New Leukemia Drug Gets FDA Nod
Sept. 7, 2012 -- The FDA has approved Pfizer's Bosulif for the treatment of chronic myelogenous leukemia (CML) for people who do not respond to or who cannot tolerate other treatments.
CML is a relatively rare disease. It strikes about 5,400 people a year. Most people have a rare mutation, dubbed the Philadelphia mutation, which causes the bone marrow to make too much tyrosine kinase enzyme. Bosulif inhibits this enzyme.
Other drugs approved for CML -- Gleevec and Tasigna from Novartis and Sprycel from Bristol-Myers Squibb -- inhibit tyrosine kinase in other ways.
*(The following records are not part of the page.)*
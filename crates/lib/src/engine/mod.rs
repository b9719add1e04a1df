//! The orchestration engine seam.
//!
//! The command layer never schedules anything itself. It renders each action
//! into a [`Node`] and hands it to an [`Engine`], which records the node and
//! its dependency edges and returns a [`NodeHandle`] that later nodes can
//! depend on.
//!
//! # Submodules
//!
//! - [`graph`] - [`PlanGraph`], an in-process engine backed by `petgraph`
//! - [`diff`] - create / update / replace / delete decisions between two plans

pub mod diff;
pub mod graph;

pub use diff::{Change, PlanDiff, compute_diff};
pub use graph::PlanGraph;

use std::path::PathBuf;
use std::sync::Arc;

use serde::{Deserialize, Serialize};
use thiserror::Error;

use crate::command::Trigger;
use crate::connection::Connection;
use crate::util::hash::{HashError, Hashable, ObjectHash};

/// Engine-assigned node identifier, stable for the lifetime of a plan.
#[derive(Debug, Clone, Copy, PartialEq, Eq, PartialOrd, Ord, Hash, Serialize, Deserialize)]
pub struct NodeId(pub usize);

/// A reference to a submitted node, usable as a dependency source.
#[derive(Debug, Clone, PartialEq, Eq, Hash, Serialize, Deserialize)]
pub struct NodeHandle {
  pub id: NodeId,
  pub name: String,
}

/// Rendered command text for one lifecycle-bound action.
///
/// Environment and privilege prefixes are already merged into the text.
#[derive(Debug, Clone, Default, PartialEq, Eq, Serialize, Deserialize)]
pub struct CommandNode {
  pub create: Option<String>,
  pub update: Option<String>,
  pub delete: Option<String>,
  #[serde(default)]
  pub triggers: Vec<Trigger>,
  #[serde(default, skip_serializing_if = "Option::is_none")]
  pub stdin: Option<String>,
}

/// A local file transferred to the target.
#[derive(Debug, Clone, PartialEq, Eq, Serialize, Deserialize)]
pub struct CopyFileNode {
  pub source: PathBuf,
  pub remote_path: String,
  #[serde(default)]
  pub triggers: Vec<Trigger>,
}

/// What a node does.
#[derive(Debug, Clone, PartialEq, Eq, Serialize, Deserialize)]
#[serde(tag = "type", rename_all = "snake_case")]
pub enum NodeKind {
  Command(CommandNode),
  CopyFile(CopyFileNode),
}

impl NodeKind {
  pub fn triggers(&self) -> &[Trigger] {
    match self {
      NodeKind::Command(cmd) => &cmd.triggers,
      NodeKind::CopyFile(copy) => &copy.triggers,
    }
  }

  /// The undo text, if this node has one.
  pub fn delete(&self) -> Option<&str> {
    match self {
      NodeKind::Command(cmd) if cmd.create.is_some() => cmd.delete.as_deref(),
      _ => None,
    }
  }
}

/// One unit the engine diffs and schedules.
#[derive(Debug, Clone, PartialEq, Eq, Serialize, Deserialize)]
pub struct Node {
  pub name: String,
  pub connection: Arc<Connection>,
  pub kind: NodeKind,
  #[serde(default)]
  pub depends_on: Vec<NodeHandle>,
}

/// The parts of a node that define what it does, excluding graph position.
#[derive(Serialize)]
struct NodeContent<'a> {
  connection: &'a Connection,
  kind: &'a NodeKind,
}

impl Hashable for NodeContent<'_> {}

impl Node {
  /// Hash of the node's connection and rendered action.
  ///
  /// Dependencies are excluded so that renumbering a plan does not register
  /// as a change.
  pub fn content_hash(&self) -> Result<ObjectHash, HashError> {
    NodeContent {
      connection: &self.connection,
      kind: &self.kind,
    }
    .compute_hash()
  }
}

/// Errors an engine reports when it rejects a node.
#[derive(Debug, Error, Clone, PartialEq, Eq)]
pub enum EngineError {
  #[error("node name must not be empty")]
  EmptyName,

  #[error("duplicate node name: {0}")]
  DuplicateName(String),

  #[error("node {node} depends on unknown node {dependency}")]
  UnknownDependency { node: String, dependency: String },

  #[error("dependency cycle detected")]
  CycleDetected,
}

/// Accepts nodes and dependency edges.
///
/// Implementations must be safe to share between the runners, installers and
/// stack managers that submit into the same plan.
pub trait Engine: Send + Sync {
  fn submit(&self, node: Node) -> Result<NodeHandle, EngineError>;
}

#[cfg(test)]
mod tests {
  use super::*;
  use crate::connection::SshTarget;

  fn node(create: &str, deps: Vec<NodeHandle>) -> Node {
    Node {
      name: "n".to_string(),
      connection: Arc::new(Connection::ssh(SshTarget::new("h", "u"))),
      kind: NodeKind::Command(CommandNode {
        create: Some(create.to_string()),
        ..CommandNode::default()
      }),
      depends_on: deps,
    }
  }

  #[test]
  fn content_hash_ignores_dependencies() {
    let dep = NodeHandle {
      id: NodeId(4),
      name: "dep".to_string(),
    };
    assert_eq!(
      node("true", vec![]).content_hash().unwrap(),
      node("true", vec![dep]).content_hash().unwrap()
    );
    assert_ne!(
      node("true", vec![]).content_hash().unwrap(),
      node("false", vec![]).content_hash().unwrap()
    );
  }

  #[test]
  fn delete_requires_create() {
    let kind = NodeKind::Command(CommandNode {
      create: None,
      delete: Some("rm -rf /".to_string()),
      ..CommandNode::default()
    });
    assert_eq!(kind.delete(), None);
  }

  #[test]
  fn node_json_round_trip() {
    let n = node("mkdir -p /srv", vec![]);
    let json = serde_json::to_string(&n).unwrap();
    assert!(json.contains("\"type\":\"command\""));
    assert_eq!(serde_json::from_str::<Node>(&json).unwrap(), n);
  }
}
"With the approval of tyrosine kinase inhibitors, we are seeing improvements in the treatment of CML based on a better understanding of the molecular basis of the disease," said Richard Pazdur, MD, director of the FDA's office of hematology and oncology products, said in a news release.
In clinical trials, 55% of CML patients previously treated with Gleevec or other drugs had a return to normal blood counts with no sign of leukemia within the first 48 weeks of treatment with Bosulif.
The most common side effects of Bosulif are diarrhea, nausea, low blood platelet levels, vomiting, abdominal pain, rash, anemia, fever, and fatigue.